[124868] in North American Network Operators' Group
Re: what about 48 bits?
daemon@ATHENA.MIT.EDU (joel jaeggli)
Tue Apr 6 23:02:57 2010
Date: Tue, 06 Apr 2010 23:02:12 -0400
From: joel jaeggli <joelja@bogus.com>
To: Stephen Sprunk <stephen@sprunk.org>
In-Reply-To: <4BBBF070.6000403@sprunk.org>
Cc: nanog@nanog.org
Errors-To: nanog-bounces+nanog.discuss=bloom-picayune.mit.edu@nanog.org
On 4/6/2010 10:39 PM, Stephen Sprunk wrote:
> On 05 Apr 2010 12:43, Valdis.Kletnieks@vt.edu wrote:
>> On Mon, 05 Apr 2010 13:29:20 EDT, Jay Nakamura said:
>>
>>>>> I would have attributed the success of Ethernet to price!
>>>>>
>>>> You've got the causality wrong -- it wasn't cheap, way back when.
>>>>
>>> I remember back in '93~94ish (I think) you could get a off brand 10BT
>>> card for less than $100, as oppose to Token Ring which was $300~400.

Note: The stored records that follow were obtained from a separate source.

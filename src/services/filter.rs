// src/services/filter.rs

//! Project listing: category filter, text search and importance sort.

use std::collections::HashSet;

use crate::models::Project;

/// Category selection that keeps every project.
pub const ALL_CATEGORIES: &str = "all";

/// Listing filter as chosen in the projects page controls.
#[derive(Debug, Clone, PartialEq, Eq)]
pub struct ProjectFilter {
    /// Selected category, or [`ALL_CATEGORIES`]
    pub category: String,
    /// Free-text query
    pub search: String,
}

impl Default for ProjectFilter {
    fn default() -> Self {
        Self {
            category: ALL_CATEGORIES.to_string(),
            search: String::new(),
        }
    }
}

impl ProjectFilter {
    pub fn new(category: impl Into<String>, search: impl Into<String>) -> Self {
        Self {
            category: category.into(),
            search: search.into(),
        }
    }

    /// Filter and sort a project list.
    pub fn apply<'a>(&self, projects: &'a [Project]) -> Vec<&'a Project> {
        filter_projects(projects, &self.category, &self.search)
    }
}

/// Projects matching `category` and `query`, most important first.
///
/// A category other than [`ALL_CATEGORIES`] must equal the project's
/// category exactly, with missing categories read as "General". The query is
/// trimmed and matched case-insensitively against name and descriptions.
pub fn filter_projects<'a>(projects: &'a [Project], category: &str, query: &str) -> Vec<&'a Project> {
    let query = query.trim().to_lowercase();

    let mut list: Vec<&Project> = projects
        .iter()
        .filter(|p| category == ALL_CATEGORIES || p.category_label() == category)
        .filter(|p| query.is_empty() || p.search_text().contains(&query))
        .collect();

    sort_by_importance(&mut list);
    list
}

/// Sort descending by importance.
pub fn sort_by_importance(list: &mut [&Project]) {
    list.sort_by(|a, b| b.importance.total_cmp(&a.importance));
}

/// Options for the category selector: the sentinel, then every distinct
/// category in first-seen order.
pub fn category_options(projects: &[Project]) -> Vec<String> {
    let mut seen = HashSet::new();
    let mut options = vec![ALL_CATEGORIES.to_string()];
    for category in projects.iter().filter_map(|p| p.category.as_deref()) {
        if !category.is_empty() && seen.insert(category) {
            options.push(category.to_string());
        }
    }
    options
}

#[cfg(test)]
mod tests {
    use super::*;

    fn project(name: &str, category: Option<&str>, importance: f64) -> Project {
        Project {
            name: name.to_string(),
            category: category.map(str::to_string),
            importance,
            ..Project::default()
        }
    }

    fn sample() -> Vec<Project> {
        vec![
            project("A", Some("web"), 10.0),
            project("B", Some("web"), 1.0),
            project("C", Some("cli"), 5.0),
        ]
    }

    fn names(list: &[&Project]) -> Vec<String> {
        list.iter().map(|p| p.name.clone()).collect()
    }

    #[test]
    fn test_all_returns_every_project_sorted() {
        let projects = sample();
        let list = filter_projects(&projects, ALL_CATEGORIES, "");
        assert_eq!(names(&list), ["A", "C", "B"]);
    }

    #[test]
    fn test_category_filter() {
        let projects = sample();
        let list = filter_projects(&projects, "web", "");
        assert_eq!(names(&list), ["A", "B"]);
    }

    #[test]
    fn test_category_filter_is_exact() {
        let projects = sample();
        assert!(filter_projects(&projects, "Web", "").is_empty());
        assert!(filter_projects(&projects, "we", "").is_empty());
    }

    #[test]
    fn test_missing_category_matches_general() {
        let projects = vec![
            project("none", None, 0.0),
            project("empty", Some(""), 0.0),
            project("literal", Some("General"), 0.0),
            project("other", Some("web"), 0.0),
        ];
        let list = filter_projects(&projects, "General", "");
        let mut got = names(&list);
        got.sort();
        assert_eq!(got, ["empty", "literal", "none"]);
    }

    #[test]
    fn test_search_matches_name() {
        let projects = sample();
        let list = filter_projects(&projects, ALL_CATEGORIES, "c");
        assert_eq!(names(&list), ["C"]);
    }

    #[test]
    fn test_search_is_case_insensitive_and_trimmed() {
        let mut projects = sample();
        projects[1].long_description = Some("A small Command Line tool".into());
        projects[2].short_description = Some("Terminal app".into());

        let list = filter_projects(&projects, ALL_CATEGORIES, "  command LINE ");
        assert_eq!(names(&list), ["B"]);

        let list = filter_projects(&projects, ALL_CATEGORIES, "TERMINAL");
        assert_eq!(names(&list), ["C"]);
    }

    #[test]
    fn test_search_cli_example() {
        let projects = vec![
            project("A", Some("web"), 10.0),
            project("B", Some("web"), 1.0),
            project("cli-tool", Some("cli"), 5.0),
        ];
        let list = filter_projects(&projects, ALL_CATEGORIES, "cli");
        assert_eq!(names(&list), ["cli-tool"]);
    }

    #[test]
    fn test_blank_query_keeps_everything() {
        let projects = sample();
        assert_eq!(filter_projects(&projects, ALL_CATEGORIES, "   ").len(), 3);
    }

    #[test]
    fn test_missing_importance_sorts_as_zero() {
        let projects = vec![
            project("zero", Some("x"), 0.0),
            project("two", Some("x"), 2.0),
            project("five", Some("x"), 5.0),
            project("negative", Some("x"), -1.0),
        ];
        let list = filter_projects(&projects, ALL_CATEGORIES, "");
        assert_eq!(names(&list), ["five", "two", "zero", "negative"]);
    }

    #[test]
    fn test_filter_struct_defaults_to_all() {
        let projects = sample();
        let filter = ProjectFilter::default();
        assert_eq!(filter.apply(&projects).len(), 3);
        assert_eq!(names(&ProjectFilter::new("cli", "").apply(&projects)), ["C"]);
    }

    #[test]
    fn test_category_options_first_seen_order() {
        let projects = vec![
            project("a", Some("web"), 0.0),
            project("b", None, 0.0),
            project("c", Some("cli"), 0.0),
            project("d", Some("web"), 0.0),
            project("e", Some(""), 0.0),
            project("f", Some("game"), 0.0),
        ];
        assert_eq!(category_options(&projects), ["all", "web", "cli", "game"]);
    }

    #[test]
    fn test_category_options_empty() {
        assert_eq!(category_options(&[]), ["all"]);
    }
}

>>> I can't remember anything else that was cheaper back then. If you go
>>> back before that, I don't know.
>>>
>> Steve is talking mid-80s pricing, not mid-90s. By '93 or so, the fact
>> that Ethernet was becoming ubiquitous had already forced the price down.
>>
>
> Ah, but what _caused_ Ethernet to become ubiquitous, given the price was
> initially comparable?
Early standardization.
> The only explanation I can think of is the raft
> of cheap NE2000 knock-offs that hit the market in the late 1980s, which
> gave Ethernet a major price advantage over Token Ring (the chips for
> which all vendors _had_ to buy from IBM at ridiculous cost).
Metcalf didn't make computers, whereas IBM and Datapoint did, protecting
their captive markets cost both of them quite dearly.